[Records to use]:
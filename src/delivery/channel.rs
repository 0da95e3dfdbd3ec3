// Copyright (c) 2025 Fabstir
// SPDX-License-Identifier: BUSL-1.1
//! Live delivery channels and push frames.
//!
//! A [`Channel`] is the in-memory binding between an id and one open outbound
//! stream. The engine writes [`Frame`]s into it; the HTTP layer drains the
//! paired [`FrameReceiver`] into the response body. A frame models one
//! server push: the promise target plus the pushed response.
//!
//! The queue is unbounded, like the underlying connection's write buffer: a
//! send fails only once the connection is gone, never blocks on a slow
//! reader. Replay-then-respond flushes rely on this.

use crate::storage::models::{Ack, Headers, Update};
use futures::Stream;
use serde::{Deserialize, Serialize};
use std::future::Future;
use std::pin::Pin;
use std::sync::atomic::{AtomicU64, Ordering};
use std::task::{Context, Poll};
use thiserror::Error;
use tokio::sync::mpsc;
use tokio_util::sync::{CancellationToken, WaitForCancellationFutureOwned};

static NEXT_CHANNEL_ID: AtomicU64 = AtomicU64::new(1);

/// One server-initiated push, or the terminal close of the stream.
#[derive(Debug, Clone, PartialEq, Serialize, Deserialize)]
#[serde(tag = "frame", rename_all = "snake_case")]
pub enum Frame {
    Push {
        /// Push-promise target path.
        path: String,
        /// Status of the pushed response.
        status: u16,
        headers: Headers,
        #[serde(with = "crate::storage::models::base64_payload")]
        payload: Vec<u8>,
    },
    Close {
        #[serde(default, skip_serializing_if = "Option::is_none")]
        status: Option<u16>,
    },
}

impl Frame {
    /// Push frame for a pending or live update.
    pub fn update(update: &Update) -> Self {
        let mut headers = update.headers.clone();
        headers.push(("last-modified".to_string(), update.last_modified.to_string()));
        Frame::Push {
            path: update.path.clone(),
            status: 200,
            headers,
            payload: update.payload.clone(),
        }
    }

    /// Push frame for a delivery receipt. The pushed response is 410 with an
    /// empty body; the update it refers to no longer exists.
    pub fn ack(ack: &Ack) -> Self {
        Frame::Push {
            path: ack.path.clone(),
            status: 410,
            headers: ack.headers.clone(),
            payload: Vec::new(),
        }
    }

    /// Serialize as one newline-delimited JSON wire line.
    pub fn to_line(&self) -> Vec<u8> {
        let mut line = serde_json::to_vec(self).unwrap_or_default();
        line.push(b'\n');
        line
    }
}

#[derive(Debug, Error)]
#[error("live channel closed")]
pub struct ChannelClosed;

/// Sender half of a live channel. Cloneable; all clones share one identity
/// used for register/unregister comparisons.
#[derive(Debug, Clone)]
pub struct Channel {
    id: u64,
    tx: mpsc::UnboundedSender<Frame>,
    closed: CancellationToken,
}

impl Channel {
    pub fn new() -> (Self, FrameReceiver) {
        let (tx, rx) = mpsc::unbounded_channel();
        let closed = CancellationToken::new();
        let channel = Self {
            id: NEXT_CHANNEL_ID.fetch_add(1, Ordering::Relaxed),
            tx,
            closed: closed.clone(),
        };
        let receiver = FrameReceiver {
            rx,
            cancelled: Box::pin(closed.cancelled_owned()),
            done: false,
        };
        (channel, receiver)
    }

    pub fn id(&self) -> u64 {
        self.id
    }

    /// Queue a frame for the connected client. Fails once the channel is
    /// closed or the connection is gone.
    pub fn send(&self, frame: Frame) -> Result<(), ChannelClosed> {
        if self.closed.is_cancelled() {
            return Err(ChannelClosed);
        }
        self.tx.send(frame).map_err(|_| ChannelClosed)
    }

    /// Force-close the channel, optionally with a terminal status frame.
    /// Queued frames are still drained by the receiver; nothing can be sent
    /// afterwards.
    pub fn close(&self, status: Option<u16>) {
        let _ = self.tx.send(Frame::Close { status });
        self.closed.cancel();
    }

    pub fn is_closed(&self) -> bool {
        self.closed.is_cancelled()
    }
}

/// Receiver half of a live channel; yields frames until the terminal close
/// frame, a force-close, or all senders are gone.
pub struct FrameReceiver {
    rx: mpsc::UnboundedReceiver<Frame>,
    cancelled: Pin<Box<WaitForCancellationFutureOwned>>,
    done: bool,
}

impl Stream for FrameReceiver {
    type Item = Frame;

    fn poll_next(self: Pin<&mut Self>, cx: &mut Context<'_>) -> Poll<Option<Frame>> {
        let this = self.get_mut();
        if this.done {
            return Poll::Ready(None);
        }
        match this.rx.poll_recv(cx) {
            Poll::Ready(Some(frame)) => {
                if matches!(frame, Frame::Close { .. }) {
                    this.done = true;
                    this.rx.close();
                }
                Poll::Ready(Some(frame))
            }
            Poll::Ready(None) => {
                this.done = true;
                Poll::Ready(None)
            }
            Poll::Pending => {
                // Queued frames drain first; a force-close only ends the
                // stream once the queue is empty.
                if this.cancelled.as_mut().poll(cx).is_ready() {
                    this.done = true;
                    return Poll::Ready(None);
                }
                Poll::Pending
            }
        }
    }
}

[Exercise]: From the records above, extract everything verbatim.

[Result of this task]:
filename src/delivery/channel.rs
repository 0da95e3dfdbd3ec3
// Copyright (c) 2025 Fabstir
// SPDX-License-Identifier: BUSL-1.1
//! Live delivery channels and push frames.
//!
//! A [`Channel`] is the in-memory binding between an id and one open outbound
//! stream. The engine writes [`Frame`]s into it; the HTTP layer drains the
//! paired [`FrameReceiver`] into the response body. A frame models one
//! server push: the promise target plus the pushed response.
//!
//! The queue is unbounded, like the underlying connection's write buffer: a
//! send fails only once the connection is gone, never blocks on a slow
//! reader. Replay-then-respond flushes rely on this.

use crate::storage::models::{Ack, Headers, Update};
use futures::Stream;
use serde::{Deserialize, Serialize};
use std::future::Future;
use std::pin::Pin;
use std::sync::atomic::{AtomicU64, Ordering};
use std::task::{Context, Poll};
use thiserror::Error;
use tokio::sync::mpsc;
use tokio_util::sync::{CancellationToken, WaitForCancellationFutureOwned};

static NEXT_CHANNEL_ID: AtomicU64 = AtomicU64::new(1);

/// One server-initiated push, or the terminal close of the stream.
#[derive(Debug, Clone, PartialEq, Serialize, Deserialize)]
#[serde(tag = "frame", rename_all = "snake_case")]
pub enum Frame {
    Push {
        /// Push-promise target path.
        path: String,
        /// Status of the pushed response.
        status: u16,
        headers: Headers,
        #[serde(with = "crate::storage::models::base64_payload")]
        payload: Vec<u8>,
    },
    Close {
        #[serde(default, skip_serializing_if = "Option::is_none")]
        status: Option<u16>,
    },
}

impl Frame {
    /// Push frame for a pending or live update.
    pub fn update(update: &Update) -> Self {
        let mut headers = update.headers.clone();
        headers.push(("last-modified".to_string(), update.last_modified.to_string()));
        Frame::Push {
            path: update.path.clone(),
            status: 200,
            headers,
            payload: update.payload.clone(),
        }
    }

    /// Push frame for a delivery receipt. The pushed response is 410 with an
    /// empty body; the update it refers to no longer exists.
    pub fn ack(ack: &Ack) -> Self {
        Frame::Push {
            path: ack.path.clone(),
            status: 410,
            headers: ack.headers.clone(),
            payload: Vec::new(),
        }
    }

    /// Serialize as one newline-delimited JSON wire line.
    pub fn to_line(&self) -> Vec<u8> {
        let mut line = serde_json::to_vec(self).unwrap_or_default();
        line.push(b'\n');
        line
    }
}

#[derive(Debug, Error)]
#[error("live channel closed")]
pub struct ChannelClosed;

/// Sender half of a live channel. Cloneable; all clones share one identity
/// used for register/unregister comparisons.
#[derive(Debug, Clone)]
pub struct Channel {
    id: u64,
    tx: mpsc::UnboundedSender<Frame>,
    closed: CancellationToken,
}

impl Channel {
    pub fn new() -> (Self, FrameReceiver) {
        let (tx, rx) = mpsc::unbounded_channel();
        let closed = CancellationToken::new();
        let channel = Self {
            id: NEXT_CHANNEL_ID.fetch_add(1, Ordering::Relaxed),
            tx,
            closed: closed.clone(),
        };
        let receiver = FrameReceiver {
            rx,
            cancelled: Box::pin(closed.cancelled_owned()),
            done: false,
        };
        (channel, receiver)
    }

    pub fn id(&self) -> u64 {
        self.id
    }

    /// Queue a frame for the connected client. Fails once the channel is
    /// closed or the connection is gone.
    pub fn send(&self, frame: Frame) -> Result<(), ChannelClosed> {
        if self.closed.is_cancelled() {
            return Err(ChannelClosed);
        }
        self.tx.send(frame).map_err(|_| ChannelClosed)
    }

    /// Force-close the channel, optionally with a terminal status frame.
    /// Queued frames are still drained by the receiver; nothing can be sent
    /// afterwards.
    pub fn close(&self, status: Option<u16>) {
        let _ = self.tx.send(Frame::Close { status });
        self.closed.cancel();
    }

    pub fn is_closed(&self) -> bool {
        self.closed.is_cancelled()
    }
}

/// Receiver half of a live channel; yields frames until the terminal close
/// frame, a force-close, or all senders are gone.
pub struct FrameReceiver {
    rx: mpsc::UnboundedReceiver<Frame>,
    cancelled: Pin<Box<WaitForCancellationFutureOwned>>,
    done: bool,
}

impl Stream for FrameReceiver {
    type Item = Frame;

    fn poll_next(self: Pin<&mut Self>, cx: &mut Context<'_>) -> Poll<Option<Frame>> {
        let this = self.get_mut();
        if this.done {
            return Poll::Ready(None);
        }
        match this.rx.poll_recv(cx) {
            Poll::Ready(Some(frame)) => {
                if matches!(frame, Frame::Close { .. }) {
                    this.done = true;
                    this.rx.close();
                }
                Poll::Ready(Some(frame))
            }
            Poll::Ready(None) => {
                this.done = true;
                Poll::Ready(None)
            }
            Poll::Pending => {
                // Queued frames drain first; a force-close only ends the
                // stream once the queue is empty.
                if this.cancelled.as_mut().poll(cx).is_ready() {
                    this.done = true;
                    return Poll::Ready(None);
                }
                Poll::Pending
            }
        }
    }
}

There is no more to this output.